* Extracted records *
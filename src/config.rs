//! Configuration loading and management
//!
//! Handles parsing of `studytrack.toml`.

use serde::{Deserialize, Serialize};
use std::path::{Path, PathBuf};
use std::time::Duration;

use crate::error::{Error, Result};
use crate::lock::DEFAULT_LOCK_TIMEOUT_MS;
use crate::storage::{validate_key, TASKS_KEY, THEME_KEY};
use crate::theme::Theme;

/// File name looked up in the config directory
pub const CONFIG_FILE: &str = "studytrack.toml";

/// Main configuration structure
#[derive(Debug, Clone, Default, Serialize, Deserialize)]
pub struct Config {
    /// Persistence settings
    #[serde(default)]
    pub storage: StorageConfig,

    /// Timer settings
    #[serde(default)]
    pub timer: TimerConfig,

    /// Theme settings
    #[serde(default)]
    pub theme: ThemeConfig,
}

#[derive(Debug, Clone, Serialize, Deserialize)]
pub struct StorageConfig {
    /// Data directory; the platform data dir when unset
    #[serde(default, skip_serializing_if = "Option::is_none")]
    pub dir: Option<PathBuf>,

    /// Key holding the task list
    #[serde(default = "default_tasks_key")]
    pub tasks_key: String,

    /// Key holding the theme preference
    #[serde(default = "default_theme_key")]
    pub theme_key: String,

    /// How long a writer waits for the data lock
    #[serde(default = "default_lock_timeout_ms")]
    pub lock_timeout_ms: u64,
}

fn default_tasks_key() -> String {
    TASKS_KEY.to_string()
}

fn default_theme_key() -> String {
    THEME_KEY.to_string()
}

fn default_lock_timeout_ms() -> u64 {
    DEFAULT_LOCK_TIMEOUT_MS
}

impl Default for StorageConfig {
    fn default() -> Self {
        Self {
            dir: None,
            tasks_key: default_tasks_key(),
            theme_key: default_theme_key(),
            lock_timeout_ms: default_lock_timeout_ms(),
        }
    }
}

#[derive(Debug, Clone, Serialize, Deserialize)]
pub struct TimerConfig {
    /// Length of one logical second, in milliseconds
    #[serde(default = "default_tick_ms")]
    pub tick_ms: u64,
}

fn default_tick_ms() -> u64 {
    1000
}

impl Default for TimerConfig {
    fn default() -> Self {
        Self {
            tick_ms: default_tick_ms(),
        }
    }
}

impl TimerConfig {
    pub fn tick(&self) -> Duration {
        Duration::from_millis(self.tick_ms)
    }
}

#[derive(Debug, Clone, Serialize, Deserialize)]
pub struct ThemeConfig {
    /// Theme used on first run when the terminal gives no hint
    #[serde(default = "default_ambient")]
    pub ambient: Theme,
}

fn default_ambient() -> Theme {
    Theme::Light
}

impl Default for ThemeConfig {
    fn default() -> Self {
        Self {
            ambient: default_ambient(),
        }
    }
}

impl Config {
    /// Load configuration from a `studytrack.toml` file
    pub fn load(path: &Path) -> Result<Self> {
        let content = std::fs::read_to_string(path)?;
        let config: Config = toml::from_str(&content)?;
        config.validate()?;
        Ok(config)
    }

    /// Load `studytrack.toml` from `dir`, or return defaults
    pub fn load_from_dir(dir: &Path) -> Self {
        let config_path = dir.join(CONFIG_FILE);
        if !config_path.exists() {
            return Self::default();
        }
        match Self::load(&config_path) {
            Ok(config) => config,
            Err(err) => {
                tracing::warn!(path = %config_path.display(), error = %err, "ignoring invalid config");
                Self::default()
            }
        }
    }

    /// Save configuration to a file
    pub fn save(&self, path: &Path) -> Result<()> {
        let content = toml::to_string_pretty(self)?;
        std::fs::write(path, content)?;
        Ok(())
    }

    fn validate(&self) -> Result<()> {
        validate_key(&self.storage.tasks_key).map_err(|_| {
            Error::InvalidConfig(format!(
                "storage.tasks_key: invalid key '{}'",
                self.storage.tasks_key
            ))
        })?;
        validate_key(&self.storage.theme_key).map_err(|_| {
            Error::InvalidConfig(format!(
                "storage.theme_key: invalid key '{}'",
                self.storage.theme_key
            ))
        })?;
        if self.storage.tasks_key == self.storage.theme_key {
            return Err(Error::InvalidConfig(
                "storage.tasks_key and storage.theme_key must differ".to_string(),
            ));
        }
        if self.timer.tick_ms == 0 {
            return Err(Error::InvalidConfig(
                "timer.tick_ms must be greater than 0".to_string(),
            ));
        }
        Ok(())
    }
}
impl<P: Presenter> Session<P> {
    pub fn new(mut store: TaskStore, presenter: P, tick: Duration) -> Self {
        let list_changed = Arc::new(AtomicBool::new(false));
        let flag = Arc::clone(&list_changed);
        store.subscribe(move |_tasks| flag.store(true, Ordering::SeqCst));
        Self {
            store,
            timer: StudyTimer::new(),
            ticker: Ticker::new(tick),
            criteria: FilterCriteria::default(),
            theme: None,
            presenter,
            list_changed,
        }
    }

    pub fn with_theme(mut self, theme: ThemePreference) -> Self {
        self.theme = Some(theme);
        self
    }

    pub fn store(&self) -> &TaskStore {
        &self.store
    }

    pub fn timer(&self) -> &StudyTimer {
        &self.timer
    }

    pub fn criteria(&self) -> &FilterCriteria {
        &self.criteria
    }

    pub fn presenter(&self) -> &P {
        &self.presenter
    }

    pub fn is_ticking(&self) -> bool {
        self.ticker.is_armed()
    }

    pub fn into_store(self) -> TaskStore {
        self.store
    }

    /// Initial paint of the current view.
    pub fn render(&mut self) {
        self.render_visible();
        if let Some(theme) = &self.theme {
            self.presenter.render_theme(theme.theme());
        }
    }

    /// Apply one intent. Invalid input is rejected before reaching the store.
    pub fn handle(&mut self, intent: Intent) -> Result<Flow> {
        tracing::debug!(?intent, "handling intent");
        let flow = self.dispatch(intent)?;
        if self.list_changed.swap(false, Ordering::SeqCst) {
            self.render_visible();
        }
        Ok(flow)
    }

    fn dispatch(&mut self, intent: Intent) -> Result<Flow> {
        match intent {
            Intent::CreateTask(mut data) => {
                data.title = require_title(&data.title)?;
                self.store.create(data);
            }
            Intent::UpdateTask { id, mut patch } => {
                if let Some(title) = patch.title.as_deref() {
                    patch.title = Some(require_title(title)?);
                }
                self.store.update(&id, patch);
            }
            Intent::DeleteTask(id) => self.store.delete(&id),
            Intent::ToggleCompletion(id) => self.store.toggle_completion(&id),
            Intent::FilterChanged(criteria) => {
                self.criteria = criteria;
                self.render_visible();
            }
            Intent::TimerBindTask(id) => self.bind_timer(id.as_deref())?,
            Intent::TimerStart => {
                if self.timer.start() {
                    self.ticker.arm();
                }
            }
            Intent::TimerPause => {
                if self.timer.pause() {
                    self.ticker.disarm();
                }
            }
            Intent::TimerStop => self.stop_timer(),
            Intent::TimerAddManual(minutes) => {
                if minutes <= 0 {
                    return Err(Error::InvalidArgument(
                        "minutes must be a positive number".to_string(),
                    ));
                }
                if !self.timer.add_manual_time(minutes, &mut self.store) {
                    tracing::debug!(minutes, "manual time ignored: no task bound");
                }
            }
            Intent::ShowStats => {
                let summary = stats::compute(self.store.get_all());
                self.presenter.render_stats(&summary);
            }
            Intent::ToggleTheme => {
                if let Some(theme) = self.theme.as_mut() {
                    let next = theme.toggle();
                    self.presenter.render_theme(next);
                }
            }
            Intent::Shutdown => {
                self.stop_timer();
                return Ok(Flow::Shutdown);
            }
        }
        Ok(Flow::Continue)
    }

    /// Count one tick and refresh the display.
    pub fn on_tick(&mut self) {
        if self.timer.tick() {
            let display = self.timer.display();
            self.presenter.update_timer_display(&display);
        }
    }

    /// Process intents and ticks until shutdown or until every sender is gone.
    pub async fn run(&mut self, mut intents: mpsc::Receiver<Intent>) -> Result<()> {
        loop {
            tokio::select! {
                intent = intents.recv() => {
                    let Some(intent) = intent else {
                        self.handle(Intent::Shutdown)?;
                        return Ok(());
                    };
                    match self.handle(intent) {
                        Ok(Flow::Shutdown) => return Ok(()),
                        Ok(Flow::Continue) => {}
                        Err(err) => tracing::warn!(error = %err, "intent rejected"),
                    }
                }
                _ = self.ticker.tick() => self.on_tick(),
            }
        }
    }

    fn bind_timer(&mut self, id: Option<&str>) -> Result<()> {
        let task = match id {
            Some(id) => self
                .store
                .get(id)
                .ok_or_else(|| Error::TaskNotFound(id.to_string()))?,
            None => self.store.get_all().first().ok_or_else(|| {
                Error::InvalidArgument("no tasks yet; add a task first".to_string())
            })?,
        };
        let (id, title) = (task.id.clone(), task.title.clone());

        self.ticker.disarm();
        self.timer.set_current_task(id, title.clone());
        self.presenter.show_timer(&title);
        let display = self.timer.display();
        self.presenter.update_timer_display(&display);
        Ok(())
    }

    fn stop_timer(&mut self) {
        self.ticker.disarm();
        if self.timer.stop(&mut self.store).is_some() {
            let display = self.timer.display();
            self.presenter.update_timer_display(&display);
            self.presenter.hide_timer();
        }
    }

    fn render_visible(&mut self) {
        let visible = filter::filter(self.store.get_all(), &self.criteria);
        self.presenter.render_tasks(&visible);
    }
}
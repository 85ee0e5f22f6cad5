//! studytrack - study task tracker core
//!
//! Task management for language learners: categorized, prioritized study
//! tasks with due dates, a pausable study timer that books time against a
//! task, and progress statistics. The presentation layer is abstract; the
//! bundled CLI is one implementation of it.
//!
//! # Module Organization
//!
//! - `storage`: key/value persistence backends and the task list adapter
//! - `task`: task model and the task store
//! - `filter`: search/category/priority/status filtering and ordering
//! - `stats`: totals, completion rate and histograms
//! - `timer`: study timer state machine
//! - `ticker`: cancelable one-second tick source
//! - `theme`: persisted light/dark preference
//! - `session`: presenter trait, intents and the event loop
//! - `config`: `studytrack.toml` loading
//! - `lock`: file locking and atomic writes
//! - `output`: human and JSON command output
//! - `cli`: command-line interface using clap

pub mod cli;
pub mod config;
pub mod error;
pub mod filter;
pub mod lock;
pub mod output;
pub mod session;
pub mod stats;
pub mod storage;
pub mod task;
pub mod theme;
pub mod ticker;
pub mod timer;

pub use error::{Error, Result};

* Problem *
What lines of the data include the word "StorageConfig"? Copy each of them.

* Task solution *
    pub storage: StorageConfig,
pub struct StorageConfig {
impl Default for StorageConfig {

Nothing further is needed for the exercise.